Brennan: A thousand percent: the end of C2, in addition to being one of my favorite parts of Exandrian canon, was also a huge insight into this time period. While Aeor and Avalir differ in many ways, trying to match the tone of a civilization that views magic as technology (useful, ubiquitous, essential yet taken-for-granted), sees its position at the apex of history and cosmology, and feels as though it is collapsing under the weight of its own expansion, all of that was as much tonal information as it was logistical. I tried to make Avalir a complement to Aeor: Culturally distinct, yet cut from the exact same cloth of the Age.
mxdwn: And speaking of Aeor, and this may not be revealed intentionally until broadcast, but given the Mighty Nein’s adventure into Aeor and their discovery of what wrath the gods of the universe at that time inflicted upon the floating city, is Aeor going to be the centerpiece of this story? If not, why choose a location other than Aeor that the fans already have some familiarity with?
Brennan: For a bunch of reasons. More opportunities to inadvertently contradict canon due to Aeor’s pre-existing lore, and also out of respect for the incredible story Matt had already weaved there.
mxdwn: This story reminds me of the film Memento, in that the ending is essentially known from the first moment, but the story of how that happened is the real story we’re being told. There’s no mystery that it all ends badly, but how and why it did is the really exciting piece of the puzzle. Why did you (or Critical Role at large) choose a story that has such a finite endpoint? Do you wish that your experience with this universe could have gone longer than what this limited series would allow for?

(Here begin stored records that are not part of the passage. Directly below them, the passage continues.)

//! # Realtime Channel
//!
//! Events pushed to the counter from outside the cashier's own input: a
//! customer picked on the companion display, a barcode from a paired
//! scanner.
//!
//! ```text
//! ┌─────────────────────────────────────────────────────────────────────────┐
//! │  Companion display ──┐                                                  │
//! │  Paired scanner ─────┼──► RealtimeChannel::publish(event)               │
//! │  Back office ────────┘           │  tokio::sync::broadcast              │
//! │                                  ▼                                      │
//! │                  RealtimeSubscription::next() ──► PosTerminal           │
//! │                                                   apply_realtime()      │
//! │                                                   (last write wins)     │
//! └─────────────────────────────────────────────────────────────────────────┘
//! ```
//!
//! A subscriber that falls more than `channel_capacity` events behind skips
//! the oldest ones and keeps going.

use serde::{Deserialize, Serialize};
use tokio::sync::broadcast;
use tracing::{debug, warn};

use storefront_core::Customer;

#[derive(Debug, Clone, PartialEq, Eq, Serialize, Deserialize)]
#[serde(tag = "type", rename_all = "snake_case")]
pub enum RealtimeEvent {
    CustomerSelected { customer: Customer },
    CustomerCleared,
    BarcodeScanned { code: String },
}

#[derive(Debug, Clone)]
pub struct RealtimeChannel {
    sender: broadcast::Sender<RealtimeEvent>,
}

impl RealtimeChannel {
    pub fn new(capacity: usize) -> Self {
        let (sender, _) = broadcast::channel(capacity.max(1));
        RealtimeChannel { sender }
    }

    /// Returns how many subscribers will see the event.
    pub fn publish(&self, event: RealtimeEvent) -> usize {
        match self.sender.send(event) {
            Ok(receivers) => receivers,
            Err(broadcast::error::SendError(event)) => {
                debug!(?event, "Realtime event dropped, no subscribers");
                0
            }
        }
    }

    pub fn subscribe(&self) -> RealtimeSubscription {
        RealtimeSubscription {
            receiver: self.sender.subscribe(),
        }
    }

    pub fn subscriber_count(&self) -> usize {
        self.sender.receiver_count()
    }
}

pub struct RealtimeSubscription {
    receiver: broadcast::Receiver<RealtimeEvent>,
}

impl RealtimeSubscription {
    /// Next event, or `None` once every sender is gone.
    pub async fn next(&mut self) -> Option<RealtimeEvent> {
        loop {
            match self.receiver.recv().await {
                Ok(event) => return Some(event),
                Err(broadcast::error::RecvError::Lagged(skipped)) => {
                    warn!(skipped, "Realtime subscriber lagged, skipping old events");
                }
                Err(broadcast::error::RecvError::Closed) => return None,
            }
        }
    }
}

Brennan: Finite endpoints are my bread and butter! The work I do on Dimension 20 has always had definitive endpoints, both from a production and storytelling point of view: A season begins with us already knowing how many episodes we have to tell our tale. Every person brings their unique skillsets to the table for the story that unfolds, and as a screenwriting student, I’m reminded of Robert McKee’s adage that “Stories are about their conclusions.” In the mathematics of Critical Role, the short length of ExU seasons is the constant, not the variable. The stories we choose therefore must adapt to that parameter, in other words, we didn’t choose a story with a finite endpoint, but rather the finite endpoint chose our story.

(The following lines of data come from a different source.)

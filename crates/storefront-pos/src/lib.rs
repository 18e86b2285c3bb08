//! # storefront-pos: The Counter Terminal
//!
//! Ties the pure rules in `storefront-core` to the database in
//! `storefront-db` and to device-local storage.
//!
//! ## Module Organization
//! ```text
//! storefront_pos/
//! ├── lib.rs           ◄─── You are here
//! ├── terminal.rs      ◄─── PosTerminal: cart, hold/resume, coupons, finalize
//! ├── gateway.rs       ◄─── Persistence traits + Database implementation
//! ├── held.rs          ◄─── Held-sale repository over the device store
//! ├── delivery.rs      ◄─── Selected delivery location
//! ├── storage.rs       ◄─── KeyValueStore: FileStore, MemoryStore
//! ├── realtime.rs      ◄─── Broadcast of pushed events
//! ├── connectivity.rs  ◄─── Online/offline banner
//! ├── config.rs        ◄─── PosConfig (pos.toml + STOREFRONT_* env)
//! ├── telemetry.rs     ◄─── tracing subscriber setup
//! └── error.rs         ◄─── PosError, ErrorCode, ErrorResponse
//! ```
//!
//! ## Startup
//! ```rust,ignore
//! use storefront_pos::{telemetry, PosConfig, PosTerminal};
//!
//! telemetry::init_tracing();
//! let config = PosConfig::load(None)?;
//! let mut terminal = PosTerminal::open(&config).await?;
//!
//! terminal.select_customer(customer);
//! terminal.scan_barcode("8901725181123").await?;
//! let receipt = terminal.complete(None).await?;
//! ```

pub mod config;
pub mod connectivity;
pub mod delivery;
pub mod error;
pub mod gateway;
pub mod held;
pub mod realtime;
pub mod storage;
pub mod telemetry;
pub mod terminal;

pub use config::PosConfig;
pub use connectivity::{Connectivity, ConnectivityMonitor};
pub use delivery::DeliveryLocationStore;
pub use error::{ErrorCode, ErrorResponse, PosError, PosResult};
pub use gateway::PosGateway;
pub use held::{HeldSaleRepository, KvHeldSaleRepository};
pub use realtime::{RealtimeChannel, RealtimeEvent, RealtimeSubscription};
pub use storage::{FileStore, KeyValueStore, MemoryStore};
pub use terminal::{PaymentPhase, PosTerminal};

mxdwn: How tonally does Exandria Unlimited: Calamity differ from the main Critical Role show? A lot of this probably comes down to the chemistry of the players in any given group (and D&D, in general, has always been an environment that can be chaotic trying to keep a group of people focused on the same thing) but where does this one land on the spectrum? Exandria Unlimited (headed by Aabria) was for all of its violence, a pretty fun/funny/silly affair, whereas the Mighty Nein though certainly funny at many points, plunged into many personal storylines of extreme darkness.
Brennan: I think this table does a pretty good job of honoring both the tone of Exandria as a world and specifically the tone of a story that does not end like many traditional D&D campaigns.
mxdwn: Even though it’s not technically a part of the Exandria continuity, have there been any discussions on your character Brigidda from the Elden Ring One-Shot back to any more Critical Role stories?
Brennan: Not at all. I like to think, wherever she is, that Brigidda is with her wonderful boar Tasha, following the Prophetess on more adventures, biting monsters, and stacking horses with her amazing friends.